▶ [DATA SHOWN]:
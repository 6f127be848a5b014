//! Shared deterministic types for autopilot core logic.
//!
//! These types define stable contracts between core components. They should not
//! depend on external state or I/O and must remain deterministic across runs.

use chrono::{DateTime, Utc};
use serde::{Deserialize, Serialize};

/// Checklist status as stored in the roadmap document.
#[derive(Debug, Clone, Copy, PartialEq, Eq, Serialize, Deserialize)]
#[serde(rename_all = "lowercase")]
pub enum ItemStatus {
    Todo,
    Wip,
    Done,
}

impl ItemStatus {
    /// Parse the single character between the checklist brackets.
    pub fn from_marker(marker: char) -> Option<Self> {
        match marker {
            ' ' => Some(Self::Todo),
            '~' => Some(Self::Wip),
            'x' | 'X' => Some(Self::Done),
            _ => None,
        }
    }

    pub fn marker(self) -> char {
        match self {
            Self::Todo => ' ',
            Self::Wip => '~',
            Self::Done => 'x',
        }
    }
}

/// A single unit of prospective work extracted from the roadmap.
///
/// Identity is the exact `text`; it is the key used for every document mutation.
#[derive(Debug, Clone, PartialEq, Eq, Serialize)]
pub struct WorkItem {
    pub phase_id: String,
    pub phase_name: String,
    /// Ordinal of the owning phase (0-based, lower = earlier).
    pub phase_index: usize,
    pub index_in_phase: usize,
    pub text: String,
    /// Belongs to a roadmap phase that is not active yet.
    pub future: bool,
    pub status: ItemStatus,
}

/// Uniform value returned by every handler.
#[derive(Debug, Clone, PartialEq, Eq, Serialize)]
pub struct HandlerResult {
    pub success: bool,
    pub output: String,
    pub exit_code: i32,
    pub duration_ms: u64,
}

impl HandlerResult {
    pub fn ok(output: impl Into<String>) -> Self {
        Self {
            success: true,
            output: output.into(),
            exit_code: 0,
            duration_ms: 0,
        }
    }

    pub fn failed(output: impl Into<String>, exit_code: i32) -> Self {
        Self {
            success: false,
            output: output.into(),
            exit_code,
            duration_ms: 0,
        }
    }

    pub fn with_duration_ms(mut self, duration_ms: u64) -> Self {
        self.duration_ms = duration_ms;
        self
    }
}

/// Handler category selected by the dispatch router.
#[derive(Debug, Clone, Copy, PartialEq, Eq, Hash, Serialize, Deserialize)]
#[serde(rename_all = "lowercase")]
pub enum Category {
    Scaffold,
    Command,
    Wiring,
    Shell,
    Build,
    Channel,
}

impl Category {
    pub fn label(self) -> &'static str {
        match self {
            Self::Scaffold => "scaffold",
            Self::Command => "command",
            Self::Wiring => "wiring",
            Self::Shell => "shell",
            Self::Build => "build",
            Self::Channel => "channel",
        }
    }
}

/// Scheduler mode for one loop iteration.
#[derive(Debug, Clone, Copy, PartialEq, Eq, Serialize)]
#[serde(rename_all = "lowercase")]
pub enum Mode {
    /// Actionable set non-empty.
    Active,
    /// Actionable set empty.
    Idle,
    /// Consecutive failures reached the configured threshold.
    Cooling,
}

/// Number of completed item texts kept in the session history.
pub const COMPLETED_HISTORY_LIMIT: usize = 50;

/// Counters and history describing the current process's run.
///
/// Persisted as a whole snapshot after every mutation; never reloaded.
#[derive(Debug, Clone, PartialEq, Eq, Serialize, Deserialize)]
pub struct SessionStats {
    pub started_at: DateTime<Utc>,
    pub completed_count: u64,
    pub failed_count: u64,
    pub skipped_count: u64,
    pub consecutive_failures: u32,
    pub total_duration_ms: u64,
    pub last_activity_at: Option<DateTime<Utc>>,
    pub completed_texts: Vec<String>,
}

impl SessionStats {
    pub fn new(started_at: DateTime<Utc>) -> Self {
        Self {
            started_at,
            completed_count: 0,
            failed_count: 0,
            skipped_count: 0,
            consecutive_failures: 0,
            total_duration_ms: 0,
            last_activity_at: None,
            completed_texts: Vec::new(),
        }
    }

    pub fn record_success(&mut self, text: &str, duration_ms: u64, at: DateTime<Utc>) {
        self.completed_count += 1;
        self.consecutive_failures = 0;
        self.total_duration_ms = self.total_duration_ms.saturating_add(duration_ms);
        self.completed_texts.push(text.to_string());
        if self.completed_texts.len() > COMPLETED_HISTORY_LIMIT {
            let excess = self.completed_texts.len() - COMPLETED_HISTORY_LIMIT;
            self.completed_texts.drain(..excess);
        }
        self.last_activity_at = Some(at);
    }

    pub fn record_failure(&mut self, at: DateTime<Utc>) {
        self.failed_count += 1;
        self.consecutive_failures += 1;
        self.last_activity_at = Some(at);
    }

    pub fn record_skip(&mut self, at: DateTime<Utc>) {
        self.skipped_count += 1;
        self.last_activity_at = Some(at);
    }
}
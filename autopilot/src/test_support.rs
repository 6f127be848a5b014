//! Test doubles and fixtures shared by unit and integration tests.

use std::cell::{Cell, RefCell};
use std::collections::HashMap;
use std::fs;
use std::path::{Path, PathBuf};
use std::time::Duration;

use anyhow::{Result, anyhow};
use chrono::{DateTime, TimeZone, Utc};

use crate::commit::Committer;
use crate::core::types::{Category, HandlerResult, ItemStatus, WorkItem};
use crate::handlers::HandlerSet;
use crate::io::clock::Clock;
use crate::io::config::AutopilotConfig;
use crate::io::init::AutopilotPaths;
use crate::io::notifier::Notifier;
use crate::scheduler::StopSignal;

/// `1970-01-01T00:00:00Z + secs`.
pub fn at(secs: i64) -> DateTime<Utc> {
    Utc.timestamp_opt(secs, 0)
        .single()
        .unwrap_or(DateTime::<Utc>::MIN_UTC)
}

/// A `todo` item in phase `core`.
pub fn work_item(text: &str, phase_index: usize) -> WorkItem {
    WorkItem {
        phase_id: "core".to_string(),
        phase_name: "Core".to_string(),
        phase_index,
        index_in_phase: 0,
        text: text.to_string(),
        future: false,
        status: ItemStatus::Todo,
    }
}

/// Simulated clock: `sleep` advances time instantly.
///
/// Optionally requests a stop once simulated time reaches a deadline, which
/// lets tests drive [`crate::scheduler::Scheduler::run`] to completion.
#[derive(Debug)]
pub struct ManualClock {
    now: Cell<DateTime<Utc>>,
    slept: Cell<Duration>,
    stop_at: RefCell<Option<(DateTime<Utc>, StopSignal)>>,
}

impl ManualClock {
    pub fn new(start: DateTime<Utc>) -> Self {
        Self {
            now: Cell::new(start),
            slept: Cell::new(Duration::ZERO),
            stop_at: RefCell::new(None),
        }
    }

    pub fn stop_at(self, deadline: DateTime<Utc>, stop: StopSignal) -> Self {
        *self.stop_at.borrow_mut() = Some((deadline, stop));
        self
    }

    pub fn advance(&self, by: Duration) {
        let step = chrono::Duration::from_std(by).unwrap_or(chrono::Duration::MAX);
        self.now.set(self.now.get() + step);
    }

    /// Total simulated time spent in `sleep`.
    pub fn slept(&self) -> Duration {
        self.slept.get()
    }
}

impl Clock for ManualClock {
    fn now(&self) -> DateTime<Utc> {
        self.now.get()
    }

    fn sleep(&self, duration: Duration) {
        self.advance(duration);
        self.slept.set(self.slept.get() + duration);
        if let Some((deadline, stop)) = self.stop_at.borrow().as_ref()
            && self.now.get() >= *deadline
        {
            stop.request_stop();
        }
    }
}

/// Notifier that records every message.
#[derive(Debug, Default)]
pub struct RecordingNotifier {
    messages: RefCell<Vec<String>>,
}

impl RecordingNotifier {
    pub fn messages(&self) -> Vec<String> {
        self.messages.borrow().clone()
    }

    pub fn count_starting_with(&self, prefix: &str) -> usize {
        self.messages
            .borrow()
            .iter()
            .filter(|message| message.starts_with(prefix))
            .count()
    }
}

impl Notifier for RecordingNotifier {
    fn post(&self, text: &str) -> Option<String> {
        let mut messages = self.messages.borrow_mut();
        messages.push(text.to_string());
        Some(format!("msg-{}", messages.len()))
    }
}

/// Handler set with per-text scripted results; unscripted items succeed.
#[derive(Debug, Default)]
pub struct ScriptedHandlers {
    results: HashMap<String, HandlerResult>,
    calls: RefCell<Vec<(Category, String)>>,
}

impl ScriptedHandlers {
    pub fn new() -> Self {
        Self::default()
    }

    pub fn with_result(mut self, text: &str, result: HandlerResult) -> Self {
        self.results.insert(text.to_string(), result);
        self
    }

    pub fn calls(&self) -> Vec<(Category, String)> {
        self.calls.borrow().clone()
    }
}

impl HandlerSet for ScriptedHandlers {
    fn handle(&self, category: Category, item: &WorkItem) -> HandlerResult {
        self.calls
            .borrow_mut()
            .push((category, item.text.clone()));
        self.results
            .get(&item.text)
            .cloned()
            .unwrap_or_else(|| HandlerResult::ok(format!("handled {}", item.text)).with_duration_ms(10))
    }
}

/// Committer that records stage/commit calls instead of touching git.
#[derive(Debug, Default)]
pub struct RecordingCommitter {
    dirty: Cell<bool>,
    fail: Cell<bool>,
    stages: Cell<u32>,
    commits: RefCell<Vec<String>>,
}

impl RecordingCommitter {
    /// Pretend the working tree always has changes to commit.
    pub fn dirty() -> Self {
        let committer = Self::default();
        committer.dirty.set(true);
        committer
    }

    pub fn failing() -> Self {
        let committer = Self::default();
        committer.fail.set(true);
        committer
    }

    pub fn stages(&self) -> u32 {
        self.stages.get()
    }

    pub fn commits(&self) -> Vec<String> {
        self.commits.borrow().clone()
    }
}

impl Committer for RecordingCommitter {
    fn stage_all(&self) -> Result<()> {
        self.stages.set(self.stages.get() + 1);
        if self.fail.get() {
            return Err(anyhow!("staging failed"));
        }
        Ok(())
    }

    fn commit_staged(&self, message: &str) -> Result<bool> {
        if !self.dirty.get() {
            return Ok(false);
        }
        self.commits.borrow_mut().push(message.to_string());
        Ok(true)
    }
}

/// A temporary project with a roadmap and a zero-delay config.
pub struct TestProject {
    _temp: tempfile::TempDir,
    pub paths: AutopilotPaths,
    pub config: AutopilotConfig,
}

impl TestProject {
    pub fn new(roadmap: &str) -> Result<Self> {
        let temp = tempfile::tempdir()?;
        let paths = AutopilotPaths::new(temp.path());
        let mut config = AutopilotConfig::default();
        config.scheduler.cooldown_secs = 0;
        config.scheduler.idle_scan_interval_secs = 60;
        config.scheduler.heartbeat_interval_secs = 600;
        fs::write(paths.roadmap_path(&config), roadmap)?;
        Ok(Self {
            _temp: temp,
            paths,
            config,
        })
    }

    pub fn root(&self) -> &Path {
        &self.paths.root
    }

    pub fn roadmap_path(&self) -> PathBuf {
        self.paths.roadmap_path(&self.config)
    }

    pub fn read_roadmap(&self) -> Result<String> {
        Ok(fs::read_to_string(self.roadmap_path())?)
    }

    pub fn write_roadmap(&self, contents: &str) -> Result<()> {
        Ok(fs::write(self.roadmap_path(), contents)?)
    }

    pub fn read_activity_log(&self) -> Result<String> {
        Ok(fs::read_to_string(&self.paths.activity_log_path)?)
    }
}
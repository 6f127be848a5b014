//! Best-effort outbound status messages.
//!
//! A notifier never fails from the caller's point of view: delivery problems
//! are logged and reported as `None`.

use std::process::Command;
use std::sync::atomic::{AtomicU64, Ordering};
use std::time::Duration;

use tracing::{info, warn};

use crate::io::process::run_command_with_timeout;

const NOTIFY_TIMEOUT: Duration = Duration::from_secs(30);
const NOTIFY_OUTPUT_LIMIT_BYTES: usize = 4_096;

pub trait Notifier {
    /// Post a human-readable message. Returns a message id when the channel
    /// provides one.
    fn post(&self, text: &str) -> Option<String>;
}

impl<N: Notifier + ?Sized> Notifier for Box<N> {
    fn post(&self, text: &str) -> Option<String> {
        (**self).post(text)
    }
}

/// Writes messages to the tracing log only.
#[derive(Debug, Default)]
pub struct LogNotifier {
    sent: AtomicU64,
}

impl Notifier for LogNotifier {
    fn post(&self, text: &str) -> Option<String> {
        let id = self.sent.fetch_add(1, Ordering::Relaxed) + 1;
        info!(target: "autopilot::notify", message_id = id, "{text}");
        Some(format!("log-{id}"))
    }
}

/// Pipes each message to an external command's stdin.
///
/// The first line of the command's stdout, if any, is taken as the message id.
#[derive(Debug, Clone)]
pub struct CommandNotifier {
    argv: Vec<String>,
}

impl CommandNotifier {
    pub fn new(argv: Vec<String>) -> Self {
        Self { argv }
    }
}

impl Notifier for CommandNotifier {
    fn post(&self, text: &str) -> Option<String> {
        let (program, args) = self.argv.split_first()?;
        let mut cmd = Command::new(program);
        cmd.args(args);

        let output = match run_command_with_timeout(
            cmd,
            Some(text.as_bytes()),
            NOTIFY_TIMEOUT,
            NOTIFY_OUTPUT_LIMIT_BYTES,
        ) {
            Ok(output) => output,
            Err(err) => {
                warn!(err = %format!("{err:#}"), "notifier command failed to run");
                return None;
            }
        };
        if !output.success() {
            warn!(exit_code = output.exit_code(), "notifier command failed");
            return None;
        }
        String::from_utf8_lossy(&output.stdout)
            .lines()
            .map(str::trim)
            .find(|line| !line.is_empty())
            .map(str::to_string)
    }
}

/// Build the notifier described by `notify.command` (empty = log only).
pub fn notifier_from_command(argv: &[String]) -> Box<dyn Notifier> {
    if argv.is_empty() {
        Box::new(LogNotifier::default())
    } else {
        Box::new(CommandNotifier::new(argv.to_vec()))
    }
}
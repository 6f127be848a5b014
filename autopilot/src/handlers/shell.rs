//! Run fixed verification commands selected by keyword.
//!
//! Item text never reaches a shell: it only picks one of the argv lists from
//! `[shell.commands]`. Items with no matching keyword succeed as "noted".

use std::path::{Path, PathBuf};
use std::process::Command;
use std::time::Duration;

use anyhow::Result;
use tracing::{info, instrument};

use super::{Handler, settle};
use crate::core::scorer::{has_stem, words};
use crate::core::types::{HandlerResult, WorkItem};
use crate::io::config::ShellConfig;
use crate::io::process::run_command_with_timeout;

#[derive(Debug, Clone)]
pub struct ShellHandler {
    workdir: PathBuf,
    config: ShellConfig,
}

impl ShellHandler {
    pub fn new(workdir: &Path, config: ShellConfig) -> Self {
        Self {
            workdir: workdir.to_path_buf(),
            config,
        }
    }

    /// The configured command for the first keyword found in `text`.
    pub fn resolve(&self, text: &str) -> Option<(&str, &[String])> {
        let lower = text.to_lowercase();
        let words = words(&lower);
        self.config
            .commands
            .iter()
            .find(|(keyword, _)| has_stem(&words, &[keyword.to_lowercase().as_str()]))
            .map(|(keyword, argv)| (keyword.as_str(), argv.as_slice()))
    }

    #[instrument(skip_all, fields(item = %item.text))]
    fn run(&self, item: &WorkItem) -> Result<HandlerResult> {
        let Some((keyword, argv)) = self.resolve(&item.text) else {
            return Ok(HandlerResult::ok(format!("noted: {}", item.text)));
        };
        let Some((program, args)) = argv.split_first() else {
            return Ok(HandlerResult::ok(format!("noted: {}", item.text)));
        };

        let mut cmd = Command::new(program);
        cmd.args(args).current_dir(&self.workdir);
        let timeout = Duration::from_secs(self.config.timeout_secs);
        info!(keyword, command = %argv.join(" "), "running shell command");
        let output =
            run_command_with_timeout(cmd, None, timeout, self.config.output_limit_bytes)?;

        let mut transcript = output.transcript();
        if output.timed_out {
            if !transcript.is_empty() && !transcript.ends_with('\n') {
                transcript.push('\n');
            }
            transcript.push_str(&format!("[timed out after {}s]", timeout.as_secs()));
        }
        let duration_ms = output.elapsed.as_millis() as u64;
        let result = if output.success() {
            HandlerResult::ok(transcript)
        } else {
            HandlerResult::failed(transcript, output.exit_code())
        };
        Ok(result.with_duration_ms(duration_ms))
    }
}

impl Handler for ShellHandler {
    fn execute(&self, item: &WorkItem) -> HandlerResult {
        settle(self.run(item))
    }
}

▶ [ASSIGNMENT]: Wherever a line of the entries holds the string "CommandNotifier", copy that line.

▶ [RESULT]:
pub struct CommandNotifier {
impl CommandNotifier {
impl Notifier for CommandNotifier {
        Box::new(CommandNotifier::new(argv.to_vec()))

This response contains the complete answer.